In your answer, give each entry again exactly as it appears.

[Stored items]
----------------------------------------

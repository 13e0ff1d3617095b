//! End-to-end behaviour of the user and post endpoints over an in-memory store.

mod common;

use std::sync::Arc;

use bson::oid::ObjectId;
use postbox::models::{NewUser, PostView, UserView};

use common::{app, get, json, post, MemoryStore};

#[tokio::test]
async fn created_user_reads_back_without_password() {
    let (router, _) = app();

    let res = post(&router, "/users", r#"{"name":"ada","email":"ada@example.com","password":"pw","posts":[]}"#).await;
    assert_eq!(res.status_code(), 201);
    let id = json(&res)["id"].as_str().unwrap().to_owned();
    assert_eq!(res.header("location"), Some(format!("/users/{id}").as_str()));

    let res = get(&router, &format!("/users/{id}")).await;
    assert_eq!(res.status_code(), 200);
    let user: UserView = serde_json::from_slice(res.body()).unwrap();
    assert_eq!(user, UserView {
        id,
        name: "ada".into(),
        email: "ada@example.com".into(),
        posts: vec![],
    });
    assert!(json(&res).get("password").is_none());
}

#[tokio::test]
async fn created_post_reads_back() {
    let (router, _) = app();

    let res = post(&router, "/posts/", r#"{"caption":"hello","url":"http://x/1.png","timestamp":"yesterday"}"#).await;
    assert_eq!(res.status_code(), 201);
    let id = json(&res)["id"].as_str().unwrap().to_owned();

    let res = get(&router, &format!("/posts/{id}")).await;
    assert_eq!(res.status_code(), 200);
    let post: PostView = serde_json::from_slice(res.body()).unwrap();
    assert_eq!(post.id, id);
    assert_eq!(post.caption, "hello");
    assert_eq!(post.timestamp, "yesterday");
}

#[tokio::test]
async fn unknown_or_malformed_ids_are_404() {
    let (router, _) = app();
    let missing = ObjectId::new().to_hex();

    for path in [
        format!("/users/{missing}"),
        format!("/posts/{missing}"),
        format!("/posts/users/{missing}"),
        "/users/abc123".to_owned(),
        "/posts/zzz".to_owned(),
    ] {
        let res = get(&router, &path).await;
        assert_eq!(res.status_code(), 404, "{path}");
        assert_eq!(json(&res)["error"], "not found");
    }
}

#[tokio::test]
async fn malformed_bodies_are_400() {
    let (router, store) = app();

    for (path, body) in [
        ("/users", "{not json"),
        ("/users", ""),
        ("/posts", "[1,2,3]"),
        ("/users", r#"{"name":"bob","posts":["not-an-id"]}"#),
    ] {
        let res = post(&router, path, body).await;
        assert_eq!(res.status_code(), 400, "{path} {body}");
    }
    assert_eq!(store.calls(), 0);
}

#[tokio::test]
async fn user_posts_come_back_as_array_in_list_order() {
    let (router, _) = app();

    let mut ids = Vec::new();
    for caption in ["first", "second", "third"] {
        let res = post(&router, "/posts", &format!(r#"{{"caption":"{caption}"}}"#)).await;
        ids.push(json(&res)["id"].as_str().unwrap().to_owned());
    }
    // Reverse order plus a repeat, to prove order follows the list.
    let listed = vec![ids[2].clone(), ids[0].clone(), ids[2].clone()];
    let body = serde_json::json!({ "name": "ada", "posts": listed }).to_string();
    let user_id = json(&post(&router, "/users", &body).await)["id"].as_str().unwrap().to_owned();

    let res = get(&router, &format!("/posts/users/{user_id}")).await;
    assert_eq!(res.status_code(), 200);
    let posts: Vec<PostView> = serde_json::from_slice(res.body()).unwrap();
    let captions: Vec<_> = posts.iter().map(|p| p.caption.as_str()).collect();
    assert_eq!(captions, ["third", "first", "third"]);
}

#[tokio::test]
async fn user_without_posts_gets_empty_array() {
    let (router, _) = app();
    let user_id = json(&post(&router, "/users", r#"{"name":"solo"}"#).await)["id"]
        .as_str().unwrap().to_owned();

    let res = get(&router, &format!("/posts/users/{user_id}")).await;
    assert_eq!(res.status_code(), 200);
    assert_eq!(res.body(), b"[]");
}

#[tokio::test]
async fn dangling_post_reference_fails_whole_response() {
    let (router, store) = app();
    let real = json(&post(&router, "/posts", r#"{"caption":"kept"}"#).await)["id"]
        .as_str().unwrap().to_owned();

    let mut user = NewUser { name: "ada".into(), ..Default::default() }.into_user().unwrap();
    user.posts = vec![real, ObjectId::new().to_hex()];
    let user_id = user.id.to_hex();
    store.put_user(user);

    let res = get(&router, &format!("/posts/users/{user_id}")).await;
    assert_eq!(res.status_code(), 500);
    assert_eq!(json(&res)["error"], "internal server error");
}

#[tokio::test]
async fn corrupt_stored_reference_is_500() {
    let (router, store) = app();
    let mut user = NewUser::default().into_user().unwrap();
    user.posts = vec!["garbage".into()];
    let user_id = user.id.to_hex();
    store.put_user(user);

    let res = get(&router, &format!("/posts/users/{user_id}")).await;
    assert_eq!(res.status_code(), 500);
}

#[tokio::test]
async fn nested_route_is_not_shadowed_by_single_post_route() {
    let (router, store) = app();

    // A user id is not a post id, so the single-post handler would 404 here.
    let user_id = json(&post(&router, "/users", r#"{"name":"x"}"#).await)["id"]
        .as_str().unwrap().to_owned();
    let before = store.calls();

    let res = get(&router, &format!("/posts/users/{user_id}")).await;
    assert_eq!(res.status_code(), 200);
    assert_eq!(res.body(), b"[]");
    // find_user + find_posts
    assert_eq!(store.calls() - before, 2);
}

#[tokio::test]
async fn unmatched_paths_are_404_without_store_access() {
    let (router, store) = app();

    for (method, path) in [("GET", "/unknown"), ("DELETE", "/users/abc"), ("GET", "/users"), ("PUT", "/posts")] {
        let res = router.respond(postbox::Request::new(method, path, Vec::new())).await;
        assert_eq!(res.status_code(), 404, "{method} {path}");
        assert_eq!(res.body(), b"not found");
    }
    assert_eq!(store.calls(), 0);
}

#[tokio::test]
async fn concurrent_creates_get_distinct_ids() {
    let (router, _) = app();
    let router = Arc::new(router);

    let a = tokio::spawn({
        let router = Arc::clone(&router);
        async move { post(&router, "/users", r#"{"name":"a"}"#).await }
    });
    let b = tokio::spawn({
        let router = Arc::clone(&router);
        async move { post(&router, "/users", r#"{"name":"b"}"#).await }
    });
    let (a, b) = (a.await.unwrap(), b.await.unwrap());

    let id_a = json(&a)["id"].as_str().unwrap().to_owned();
    let id_b = json(&b)["id"].as_str().unwrap().to_owned();
    assert_ne!(id_a, id_b);

    assert_eq!(json(&get(&router, &format!("/users/{id_a}")).await)["name"], "a");
    assert_eq!(json(&get(&router, &format!("/users/{id_b}")).await)["name"], "b");
}

#[tokio::test]
async fn store_outage_is_500_and_not_ready() {
    let store = Arc::new(MemoryStore::unreachable());
    let router = postbox::api::routes(store);

    let res = get(&router, &format!("/users/{}", ObjectId::new().to_hex())).await;
    assert_eq!(res.status_code(), 500);

    assert_eq!(get(&router, "/readyz").await.status_code(), 503);
    assert_eq!(get(&router, "/healthz").await.body(), b"ok");
}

----------------------------------------

* Result for this task:
repository 13e0ff1d3617095b
//! End-to-end behaviour of the user and post endpoints over an in-memory store.

mod common;

use std::sync::Arc;

use bson::oid::ObjectId;
use postbox::models::{NewUser, PostView, UserView};

use common::{app, get, json, post, MemoryStore};

#[tokio::test]
async fn created_user_reads_back_without_password() {
    let (router, _) = app();

    let res = post(&router, "/users", r#"{"name":"ada","email":"ada@example.com","password":"pw","posts":[]}"#).await;
    assert_eq!(res.status_code(), 201);
    let id = json(&res)["id"].as_str().unwrap().to_owned();
    assert_eq!(res.header("location"), Some(format!("/users/{id}").as_str()));

    let res = get(&router, &format!("/users/{id}")).await;
    assert_eq!(res.status_code(), 200);
    let user: UserView = serde_json::from_slice(res.body()).unwrap();
    assert_eq!(user, UserView {
        id,
        name: "ada".into(),
        email: "ada@example.com".into(),
        posts: vec![],
    });
    assert!(json(&res).get("password").is_none());
}

#[tokio::test]
async fn created_post_reads_back() {
    let (router, _) = app();

    let res = post(&router, "/posts/", r#"{"caption":"hello","url":"http://x/1.png","timestamp":"yesterday"}"#).await;
    assert_eq!(res.status_code(), 201);
    let id = json(&res)["id"].as_str().unwrap().to_owned();

    let res = get(&router, &format!("/posts/{id}")).await;
    assert_eq!(res.status_code(), 200);
    let post: PostView = serde_json::from_slice(res.body()).unwrap();
    assert_eq!(post.id, id);
    assert_eq!(post.caption, "hello");
    assert_eq!(post.timestamp, "yesterday");
}

#[tokio::test]
async fn unknown_or_malformed_ids_are_404() {
    let (router, _) = app();
    let missing = ObjectId::new().to_hex();

    for path in [
        format!("/users/{missing}"),
        format!("/posts/{missing}"),
        format!("/posts/users/{missing}"),
        "/users/abc123".to_owned(),
        "/posts/zzz".to_owned(),
    ] {
        let res = get(&router, &path).await;
        assert_eq!(res.status_code(), 404, "{path}");
        assert_eq!(json(&res)["error"], "not found");
    }
}

#[tokio::test]
async fn malformed_bodies_are_400() {
    let (router, store) = app();

    for (path, body) in [
        ("/users", "{not json"),
        ("/users", ""),
        ("/posts", "[1,2,3]"),
        ("/users", r#"{"name":"bob","posts":["not-an-id"]}"#),
    ] {
        let res = post(&router, path, body).await;
        assert_eq!(res.status_code(), 400, "{path} {body}");
    }
    assert_eq!(store.calls(), 0);
}

#[tokio::test]
async fn user_posts_come_back_as_array_in_list_order() {
    let (router, _) = app();

    let mut ids = Vec::new();
    for caption in ["first", "second", "third"] {
        let res = post(&router, "/posts", &format!(r#"{{"caption":"{caption}"}}"#)).await;
        ids.push(json(&res)["id"].as_str().unwrap().to_owned());
    }
    // Reverse order plus a repeat, to prove order follows the list.
    let listed = vec![ids[2].clone(), ids[0].clone(), ids[2].clone()];
    let body = serde_json::json!({ "name": "ada", "posts": listed }).to_string();
    let user_id = json(&post(&router, "/users", &body).await)["id"].as_str().unwrap().to_owned();

    let res = get(&router, &format!("/posts/users/{user_id}")).await;
    assert_eq!(res.status_code(), 200);
    let posts: Vec<PostView> = serde_json::from_slice(res.body()).unwrap();
    let captions: Vec<_> = posts.iter().map(|p| p.caption.as_str()).collect();
    assert_eq!(captions, ["third", "first", "third"]);
}

#[tokio::test]
async fn user_without_posts_gets_empty_array() {
    let (router, _) = app();
    let user_id = json(&post(&router, "/users", r#"{"name":"solo"}"#).await)["id"]
        .as_str().unwrap().to_owned();

    let res = get(&router, &format!("/posts/users/{user_id}")).await;
    assert_eq!(res.status_code(), 200);
    assert_eq!(res.body(), b"[]");
}

#[tokio::test]
async fn dangling_post_reference_fails_whole_response() {
    let (router, store) = app();
    let real = json(&post(&router, "/posts", r#"{"caption":"kept"}"#).await)["id"]
        .as_str().unwrap().to_owned();

    let mut user = NewUser { name: "ada".into(), ..Default::default() }.into_user().unwrap();
    user.posts = vec![real, ObjectId::new().to_hex()];
    let user_id = user.id.to_hex();
    store.put_user(user);

    let res = get(&router, &format!("/posts/users/{user_id}")).await;
    assert_eq!(res.status_code(), 500);
    assert_eq!(json(&res)["error"], "internal server error");
}

#[tokio::test]
async fn corrupt_stored_reference_is_500() {
    let (router, store) = app();
    let mut user = NewUser::default().into_user().unwrap();
    user.posts = vec!["garbage".into()];
    let user_id = user.id.to_hex();
    store.put_user(user);

    let res = get(&router, &format!("/posts/users/{user_id}")).await;
    assert_eq!(res.status_code(), 500);
}

#[tokio::test]
async fn nested_route_is_not_shadowed_by_single_post_route() {
    let (router, store) = app();

    // A user id is not a post id, so the single-post handler would 404 here.
    let user_id = json(&post(&router, "/users", r#"{"name":"x"}"#).await)["id"]
        .as_str().unwrap().to_owned();
    let before = store.calls();

    let res = get(&router, &format!("/posts/users/{user_id}")).await;
    assert_eq!(res.status_code(), 200);
    assert_eq!(res.body(), b"[]");
    // find_user + find_posts
    assert_eq!(store.calls() - before, 2);
}

#[tokio::test]
async fn unmatched_paths_are_404_without_store_access() {
    let (router, store) = app();

    for (method, path) in [("GET", "/unknown"), ("DELETE", "/users/abc"), ("GET", "/users"), ("PUT", "/posts")] {
        let res = router.respond(postbox::Request::new(method, path, Vec::new())).await;
        assert_eq!(res.status_code(), 404, "{method} {path}");
        assert_eq!(res.body(), b"not found");
    }
    assert_eq!(store.calls(), 0);
}

#[tokio::test]
async fn concurrent_creates_get_distinct_ids() {
    let (router, _) = app();
    let router = Arc::new(router);

    let a = tokio::spawn({
        let router = Arc::clone(&router);
        async move { post(&router, "/users", r#"{"name":"a"}"#).await }
    });
    let b = tokio::spawn({
        let router = Arc::clone(&router);
        async move { post(&router, "/users", r#"{"name":"b"}"#).await }
    });
    let (a, b) = (a.await.unwrap(), b.await.unwrap());

    let id_a = json(&a)["id"].as_str().unwrap().to_owned();
    let id_b = json(&b)["id"].as_str().unwrap().to_owned();
    assert_ne!(id_a, id_b);

    assert_eq!(json(&get(&router, &format!("/users/{id_a}")).await)["name"], "a");
    assert_eq!(json(&get(&router, &format!("/users/{id_b}")).await)["name"], "b");
}

#[tokio::test]
async fn store_outage_is_500_and_not_ready() {
    let store = Arc::new(MemoryStore::unreachable());
    let router = postbox::api::routes(store);

    let res = get(&router, &format!("/users/{}", ObjectId::new().to_hex())).await;
    assert_eq!(res.status_code(), 500);

    assert_eq!(get(&router, "/readyz").await.status_code(), 503);
    assert_eq!(get(&router, "/healthz").await.body(), b"ok");
}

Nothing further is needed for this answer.